*INSTRUCTIONS FOR THE TASK*
Could you give every record again, exactly as it reads?

*DATA FOR REVIEW*
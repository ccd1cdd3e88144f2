//! Normal distribution constructors.

use rvkit_core::{Error, QuantilePair, Result};
use rvkit_dists::FrozenDistribution;
use serde::{Deserialize, Serialize};
use statrs::distribution::{ContinuousCDF, Normal};

#[inline]
fn standard_normal() -> Normal {
    // Safe by construction for mean=0, sigma=1.
    Normal::new(0.0, 1.0).expect("standard normal should be constructible")
}

/// Mutually exclusive parameterizations of the normal family.
///
/// Exactly one of the two recognized combinations must be populated:
/// `mean` with `sd`, or `quantiles`.
#[derive(Debug, Clone, Copy, Default, Serialize, Deserialize)]
pub struct NormSpec {
    /// Mean of the distribution.
    pub mean: Option<f64>,
    /// Standard deviation of the distribution.
    pub sd: Option<f64>,
    /// Two quantile constraints.
    pub quantiles: Option<QuantilePair>,
}

impl NormSpec {
    /// Direct parameterization from `mean` and `sd`.
    pub fn mean_sd(mean: f64, sd: f64) -> Self {
        Self { mean: Some(mean), sd: Some(sd), quantiles: None }
    }

    /// Quantile parameterization.
    pub fn quantiles(quantiles: QuantilePair) -> Self {
        Self { quantiles: Some(quantiles), ..Self::default() }
    }
}

/// Create a frozen normal distribution.
///
/// # Errors
///
/// Returns [`Error::Specification`] for any parameter combination other
/// than exactly `mean` + `sd` or exactly `quantiles`, and [`Error::Domain`]
/// for parameter values the family rejects.
pub fn norm(spec: NormSpec) -> Result<FrozenDistribution> {
    match (spec.mean, spec.sd, spec.quantiles) {
        (Some(mean), Some(sd), None) => FrozenDistribution::norm(mean, sd),
        (None, None, Some(quantiles)) => from_quantiles(&quantiles),
        _ => Err(Error::Specification(
            "you must specify either `mean` and `sd`, or `quantiles`".to_string(),
        )),
    }
}

/// Normal distribution matching two quantile constraints.
pub fn from_quantiles(quantiles: &QuantilePair) -> Result<FrozenDistribution> {
    let (mu, sigma) = params_from_quantiles(quantiles);
    FrozenDistribution::norm(mu, sigma)
}

/// Parameters `(mu, sigma)` of a normal variable X with `P(X < x1) = p1`
/// and `P(X < x2) = p2`, solved in closed form through the standard normal
/// inverse CDF.
pub fn params_from_quantiles(quantiles: &QuantilePair) -> (f64, f64) {
    let (p1, x1) = quantiles.lo();
    let (p2, x2) = quantiles.hi();
    let z1 = standard_normal().inverse_cdf(p1);
    let z2 = standard_normal().inverse_cdf(p2);
    // p1 < p2 is guaranteed by QuantilePair, so the denominator is positive.
    let denom = z2 - z1;
    let sigma = (x2 - x1) / denom;
    let mu = (x1 * z2 - x2 * z1) / denom;
    (mu, sigma)
}

#[cfg(test)]
mod tests {
    use super::*;
    use approx::assert_relative_eq;
    use rvkit_core::Error;

    #[test]
    fn test_from_mean_sd() {
        let d = norm(NormSpec::mean_sd(1.0, 2.0)).unwrap();
        assert_eq!(d.mean(), Some(1.0));
        assert_eq!(d.std_dev(), Some(2.0));
    }

    #[test]
    fn test_from_quantiles_roundtrip() {
        let q = QuantilePair::new(0.1, -1.0, 0.9, 1.0).unwrap();
        let d = norm(NormSpec::quantiles(q)).unwrap();
        assert_relative_eq!(d.cdf(-1.0), 0.1, epsilon = 1e-9);
        assert_relative_eq!(d.cdf(1.0), 0.9, epsilon = 1e-9);
        // Symmetric quantiles center the distribution at zero.
        assert_relative_eq!(d.mean().unwrap(), 0.0, epsilon = 1e-12);
    }

    #[test]
    fn test_params_from_quantiles_median() {
        // The median pins mu directly.
        let q = QuantilePair::new(0.5, 3.0, 0.9, 5.0).unwrap();
        let (mu, sigma) = params_from_quantiles(&q);
        assert_relative_eq!(mu, 3.0, epsilon = 1e-9);
        assert!(sigma > 0.0);
    }

    #[test]
    fn test_decreasing_values_rejected() {
        // x must increase with p or sigma comes out non-positive.
        let q = QuantilePair::new(0.1, 1.0, 0.9, -1.0).unwrap();
        assert!(matches!(from_quantiles(&q), Err(Error::Domain(_))));
    }

    #[test]
    fn test_over_and_under_specified() {
        let q = QuantilePair::new(0.1, 0.1, 0.5, 0.5).unwrap();
        let over = NormSpec { mean: Some(1.0), sd: Some(1.0), quantiles: Some(q) };
        assert!(matches!(norm(over), Err(Error::Specification(_))));

        let under = NormSpec { mean: Some(1.0), ..NormSpec::default() };
        assert!(matches!(norm(under), Err(Error::Specification(_))));

        assert!(matches!(norm(NormSpec::default()), Err(Error::Specification(_))));
    }
}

*EXERCISE OUTPUT*
repository ccd1cdd3e88144f2
//! Normal distribution constructors.

use rvkit_core::{Error, QuantilePair, Result};
use rvkit_dists::FrozenDistribution;
use serde::{Deserialize, Serialize};
use statrs::distribution::{ContinuousCDF, Normal};

#[inline]
fn standard_normal() -> Normal {
    // Safe by construction for mean=0, sigma=1.
    Normal::new(0.0, 1.0).expect("standard normal should be constructible")
}

/// Mutually exclusive parameterizations of the normal family.
///
/// Exactly one of the two recognized combinations must be populated:
/// `mean` with `sd`, or `quantiles`.
#[derive(Debug, Clone, Copy, Default, Serialize, Deserialize)]
pub struct NormSpec {
    /// Mean of the distribution.
    pub mean: Option<f64>,
    /// Standard deviation of the distribution.
    pub sd: Option<f64>,
    /// Two quantile constraints.
    pub quantiles: Option<QuantilePair>,
}

impl NormSpec {
    /// Direct parameterization from `mean` and `sd`.
    pub fn mean_sd(mean: f64, sd: f64) -> Self {
        Self { mean: Some(mean), sd: Some(sd), quantiles: None }
    }

    /// Quantile parameterization.
    pub fn quantiles(quantiles: QuantilePair) -> Self {
        Self { quantiles: Some(quantiles), ..Self::default() }
    }
}

/// Create a frozen normal distribution.
///
/// # Errors
///
/// Returns [`Error::Specification`] for any parameter combination other
/// than exactly `mean` + `sd` or exactly `quantiles`, and [`Error::Domain`]
/// for parameter values the family rejects.
pub fn norm(spec: NormSpec) -> Result<FrozenDistribution> {
    match (spec.mean, spec.sd, spec.quantiles) {
        (Some(mean), Some(sd), None) => FrozenDistribution::norm(mean, sd),
        (None, None, Some(quantiles)) => from_quantiles(&quantiles),
        _ => Err(Error::Specification(
            "you must specify either `mean` and `sd`, or `quantiles`".to_string(),
        )),
    }
}

/// Normal distribution matching two quantile constraints.
pub fn from_quantiles(quantiles: &QuantilePair) -> Result<FrozenDistribution> {
    let (mu, sigma) = params_from_quantiles(quantiles);
    FrozenDistribution::norm(mu, sigma)
}

/// Parameters `(mu, sigma)` of a normal variable X with `P(X < x1) = p1`
/// and `P(X < x2) = p2`, solved in closed form through the standard normal
/// inverse CDF.
pub fn params_from_quantiles(quantiles: &QuantilePair) -> (f64, f64) {
    let (p1, x1) = quantiles.lo();
    let (p2, x2) = quantiles.hi();
    let z1 = standard_normal().inverse_cdf(p1);
    let z2 = standard_normal().inverse_cdf(p2);
    // p1 < p2 is guaranteed by QuantilePair, so the denominator is positive.
    let denom = z2 - z1;
    let sigma = (x2 - x1) / denom;
    let mu = (x1 * z2 - x2 * z1) / denom;
    (mu, sigma)
}

#[cfg(test)]
mod tests {
    use super::*;
    use approx::assert_relative_eq;
    use rvkit_core::Error;

    #[test]
    fn test_from_mean_sd() {
        let d = norm(NormSpec::mean_sd(1.0, 2.0)).unwrap();
        assert_eq!(d.mean(), Some(1.0));
        assert_eq!(d.std_dev(), Some(2.0));
    }

    #[test]
    fn test_from_quantiles_roundtrip() {
        let q = QuantilePair::new(0.1, -1.0, 0.9, 1.0).unwrap();
        let d = norm(NormSpec::quantiles(q)).unwrap();
        assert_relative_eq!(d.cdf(-1.0), 0.1, epsilon = 1e-9);
        assert_relative_eq!(d.cdf(1.0), 0.9, epsilon = 1e-9);
        // Symmetric quantiles center the distribution at zero.
        assert_relative_eq!(d.mean().unwrap(), 0.0, epsilon = 1e-12);
    }

    #[test]
    fn test_params_from_quantiles_median() {
        // The median pins mu directly.
        let q = QuantilePair::new(0.5, 3.0, 0.9, 5.0).unwrap();
        let (mu, sigma) = params_from_quantiles(&q);
        assert_relative_eq!(mu, 3.0, epsilon = 1e-9);
        assert!(sigma > 0.0);
    }

    #[test]
    fn test_decreasing_values_rejected() {
        // x must increase with p or sigma comes out non-positive.
        let q = QuantilePair::new(0.1, 1.0, 0.9, -1.0).unwrap();
        assert!(matches!(from_quantiles(&q), Err(Error::Domain(_))));
    }

    #[test]
    fn test_over_and_under_specified() {
        let q = QuantilePair::new(0.1, 0.1, 0.5, 0.5).unwrap();
        let over = NormSpec { mean: Some(1.0), sd: Some(1.0), quantiles: Some(q) };
        assert!(matches!(norm(over), Err(Error::Specification(_))));

        let under = NormSpec { mean: Some(1.0), ..NormSpec::default() };
        assert!(matches!(norm(under), Err(Error::Specification(_))));

        assert!(matches!(norm(NormSpec::default()), Err(Error::Specification(_))));
    }
}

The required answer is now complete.